Pénurie de protections
Par ailleurs, le risque de transmission nosocomiale du Covid-19 est présent dans les établissements psychiatriques comme dans tous les établissements de santé. L'instance appelle donc à « ne pas négliger les professionnels en charge de la santé mentale » lors de la mise à disposition des matériels de protection (masques, tenues et lunettes de protection, gels hydroalcooliques...). Elle entend alerter les Agences régionales de santé (ARS) et les Groupements hospitaliers de territoire (GHT) sur la possible « discrimination » des demandes émises par les structures de soins psychiatriques et les éventuels « retards ».
Un tri des malades ?
Enfin, les patients suspectés d'être atteints de Covid-19 bénéficient-ils d'une surveillance médicale efficace à domicile ? « Il faut s'en assurer », poursuit l'Académie, réaffirmant qu'ils devront pouvoir « en cas d'aggravation » accéder sans délai et sans stigmatisation aux soins médicaux hospitaliers, voire à l'hospitalisation en soins intensifs et réanimation. Face aux remontées de terrain qui affirmaient que, compte tenu de la saturation des urgences, un « tri des malades », notamment atteints de handicap psychique, était opéré, Olivier Véran, ministre de la Santé, avait dû prendre publiquement la parole, le 4 avril, pour réaffirmer que le handicap ne devait « pas être un critère de refus aux soins » (article en lien ci-dessous).
Des droits respectés ?
« L'ampleur de la situation épidémique actuelle » expose les personnes souffrant d'une pathologie mentale à « une perte de chance consécutive à un éventuel abandon des soins », conclut l'Académie de médecine. Selon elle, « cette préoccupation majeure concerne aussi tous les sujets présentant des symptômes de souffrance psychique favorisés par les conditions de confinement » ; cela peut se manifester par de l'anxiété, une dépression, des angoisses, voire des bouffées délirantes ou des pensées suicidaires. A ce titre, la Fondation FondaMental a lancé la plateforme CovidEcoute (article en lien ci-dessous).
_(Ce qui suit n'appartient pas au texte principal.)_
//! Blocking child-process execution with full output capture.
//!
//! Both pipes are drained on their own threads while the parent waits, so a child that writes more than a pipe
//! buffer's worth of output can never deadlock against us. With a time limit, the child is polled with `try_wait`
//! and killed once the deadline passes.
//!
//! Killing the child does not close the pipes when it has started processes of its own (a shell running a command
//! without `exec`, a `system()` call). On unix a timed child therefore gets its own process group and the whole
//! group is killed. Either way the readers are only waited for a short grace period after a kill; whatever they
//! collected by then is the captured output.

use std::io::{self, Read};
use std::process::{Command, ExitStatus, Stdio};
use std::sync::{Arc, Mutex, PoisonError};
use std::thread::{self, JoinHandle};
use std::time::{Duration, Instant};

const POLL_INTERVAL: Duration = Duration::from_millis(10);

/// How long the output readers may keep running once a timed-out child has been killed.
const DRAIN_GRACE: Duration = Duration::from_millis(250);

/// Raw result of one child process.
#[derive(Debug)]
pub struct CapturedOutput {
    pub exit_code: i32,
    pub stdout: Vec<u8>,
    pub stderr: Vec<u8>,
    /// The child was killed for running past its limit.
    pub timed_out: bool,
}

impl CapturedOutput {
    pub fn success(&self) -> bool {
        self.exit_code == 0 && !self.timed_out
    }
}

/// Run `command` to completion with `stdin` attached, capturing stdout and stderr.
///
/// ## Errors
/// Returns the spawn or wait error; a non-zero exit is not an error.
pub fn run_captured(mut command: Command, stdin: Stdio, timeout: Option<Duration>) -> io::Result<CapturedOutput> {
    // A limit too large to add to the clock is no limit at all.
    let deadline = timeout.and_then(|limit| Instant::now().checked_add(limit));

    #[cfg(unix)]
    {
        use std::os::unix::process::CommandExt;
        if deadline.is_some() {
            command.process_group(0);
        }
    }

    let mut child = command
        .stdin(stdin)
        .stdout(Stdio::piped())
        .stderr(Stdio::piped())
        .spawn()?;

    let stdout = Drain::spawn(child.stdout.take());
    let stderr = Drain::spawn(child.stderr.take());

    let (status, timed_out) = match deadline {
        None => (child.wait()?, false),
        Some(deadline) => loop {
            if let Some(status) = child.try_wait()? {
                break (status, false);
            }
            if Instant::now() >= deadline {
                tracing::warn!(pid = child.id(), ?timeout, "time limit exceeded, killing child");
                kill_process_group(child.id());
                // The child may have exited between try_wait and kill.
                let _ = child.kill();
                break (child.wait()?, true);
            }
            thread::sleep(POLL_INTERVAL);
        },
    };

    let grace = timed_out.then_some(DRAIN_GRACE);
    Ok(CapturedOutput {
        exit_code: exit_code(status),
        stdout: stdout.finish(grace)?,
        stderr: stderr.finish(grace)?,
        timed_out,
    })
}

/// Kill every process in the group led by `pid`.
///
/// Best effort through the `kill` utility. The group only exists when the child was spawned with a time limit.
#[cfg(unix)]
fn kill_process_group(pid: u32) {
    let result = Command::new("kill")
        .arg("-KILL")
        .arg("--")
        .arg(format!("-{pid}"))
        .stdin(Stdio::null())
        .stdout(Stdio::null())
        .stderr(Stdio::null())
        .status();
    if let Err(e) = result {
        tracing::debug!(pid, error = %e, "could not kill process group");
    }
}

#[cfg(not(unix))]
fn kill_process_group(_pid: u32) {}

/// Exit code of a finished child; a signal-terminated child reports the negated signal number.
pub fn exit_code(status: ExitStatus) -> i32 {
    if let Some(code) = status.code() {
        return code;
    }
    #[cfg(unix)]
    {
        use std::os::unix::process::ExitStatusExt;
        if let Some(signal) = status.signal() {
            return -signal;
        }
    }
    -1
}

/// A pipe being read to the end on a background thread.
struct Drain {
    buf: Arc<Mutex<Vec<u8>>>,
    handle: JoinHandle<io::Result<()>>,
}

impl Drain {
    fn spawn<R: Read + Send + 'static>(pipe: Option<R>) -> Self {
        let buf = Arc::new(Mutex::new(Vec::new()));
        let sink = Arc::clone(&buf);
        let handle = thread::spawn(move || {
            let Some(mut pipe) = pipe else {
                return Ok(());
            };
            let mut chunk = [0u8; 8192];
            loop {
                let n = match pipe.read(&mut chunk) {
                    Ok(0) => return Ok(()),
                    Ok(n) => n,
                    Err(e) if e.kind() == io::ErrorKind::Interrupted => continue,
                    Err(e) => return Err(e),
                };
                sink.lock().unwrap_or_else(PoisonError::into_inner).extend_from_slice(&chunk[..n]);
            }
        });
        Self { buf, handle }
    }

    /// Wait for end of file, or for at most `grace` if given, and return everything read so far.
    ///
    /// A reader still blocked after the grace period is left behind; it exits once the last writer closes the pipe.
    fn finish(self, grace: Option<Duration>) -> io::Result<Vec<u8>> {
        let Self { buf, handle } = self;
        if let Some(grace) = grace {
            let give_up = Instant::now() + grace;
            while !handle.is_finished() && Instant::now() < give_up {
                thread::sleep(POLL_INTERVAL);
            }
            if !handle.is_finished() {
                tracing::debug!("output pipe still open after kill, keeping partial output");
                return Ok(take_buffer(&buf));
            }
        }
        handle
            .join()
            .map_err(|_| io::Error::other("output reader thread panicked"))??;
        Ok(take_buffer(&buf))
    }
}

fn take_buffer(buf: &Mutex<Vec<u8>>) -> Vec<u8> {
    std::mem::take(&mut *buf.lock().unwrap_or_else(PoisonError::into_inner))
}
L'objectif : répondre aux détresses émotionnelles immédiates mais aussi prévenir les troubles dépressifs ou de l'humeur et le stress post-traumatique liés à cette crise sanitaire exceptionnelle.
In fine, « particulièrement exposés à des mesures de contention, d'enfermement, de privation de liberté en général », selon l'Académie, les droits de ces patients sont-ils toujours respectés ?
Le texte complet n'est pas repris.